What the exercise asks: From the line containing "a list operation" onward, retype each line of the entries below exactly, last line included.

Recorded data
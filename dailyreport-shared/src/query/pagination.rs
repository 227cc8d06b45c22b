/// Page metadata for list responses

use serde::{Deserialize, Serialize};

/// Navigation metadata for one page of a result set
#[derive(Debug, Clone, Copy, PartialEq, Eq, Serialize, Deserialize)]
pub struct Pagination {
    pub current_page: i64,
    pub items_per_page: i64,
    pub total_items: i64,
    pub total_pages: i64,
    pub has_next_page: bool,
    pub has_prev_page: bool,
    pub next_page: Option<i64>,
    pub prev_page: Option<i64>,
}

/// Computes page metadata
///
/// `total_pages` is `ceil(total / limit)`, so it is 0 for an empty result.
/// A non-positive `limit` is treated as 1.
///
/// # Example
///
/// ```
/// use dailyreport_shared::query::pagination::calculate_pagination;
///
/// let p = calculate_pagination(2, 10, 25);
/// assert_eq!(p.total_pages, 3);
/// assert_eq!(p.next_page, Some(3));
/// assert_eq!(p.prev_page, Some(1));
/// ```
pub fn calculate_pagination(page: i64, limit: i64, total: i64) -> Pagination {
    let limit = limit.max(1);
    let total = total.max(0);
    let total_pages = (total + limit - 1) / limit;
    let has_next_page = page < total_pages;
    let has_prev_page = page > 1;

    Pagination {
        current_page: page,
        items_per_page: limit,
        total_items: total,
        total_pages,
        has_next_page,
        has_prev_page,
        next_page: has_next_page.then_some(page + 1),
        prev_page: has_prev_page.then_some(page - 1),
    }
}

/// One page of a list operation
#[derive(Debug, Clone, Serialize, Deserialize)]
pub struct Page<T> {
    pub items: Vec<T>,
    pub total_count: i64,
    pub page: i64,
    pub limit: i64,
    pub page_count: i64,
    pub pagination: Pagination,
}

impl<T> Page<T> {
    pub fn new(items: Vec<T>, total_count: i64, page: i64, limit: i64) -> Self {
        let pagination = calculate_pagination(page, limit, total_count);
        Self {
            items,
            total_count,
            page,
            limit,
            page_count: pagination.total_pages,
            pagination,
        }
    }

    /// Converts every item, keeping the metadata
    pub fn map<U>(self, f: impl FnMut(T) -> U) -> Page<U> {
        Page {
            items: self.items.into_iter().map(f).collect(),
            total_count: self.total_count,
            page: self.page,
            limit: self.limit,
            page_count: self.page_count,
            pagination: self.pagination,
        }
    }
}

The answer:
/// One page of a list operation
#[derive(Debug, Clone, Serialize, Deserialize)]
pub struct Page<T> {
    pub items: Vec<T>,
    pub total_count: i64,
    pub page: i64,
    pub limit: i64,
    pub page_count: i64,
    pub pagination: Pagination,
}

impl<T> Page<T> {
    pub fn new(items: Vec<T>, total_count: i64, page: i64, limit: i64) -> Self {
        let pagination = calculate_pagination(page, limit, total_count);
        Self {
            items,
            total_count,
            page,
            limit,
            page_count: pagination.total_pages,
            pagination,
        }
    }

    /// Converts every item, keeping the metadata
    pub fn map<U>(self, f: impl FnMut(T) -> U) -> Page<U> {
        Page {
            items: self.items.into_iter().map(f).collect(),
            total_count: self.total_count,
            page: self.page,
            limit: self.limit,
            page_count: self.page_count,
            pagination: self.pagination,
        }
    }
}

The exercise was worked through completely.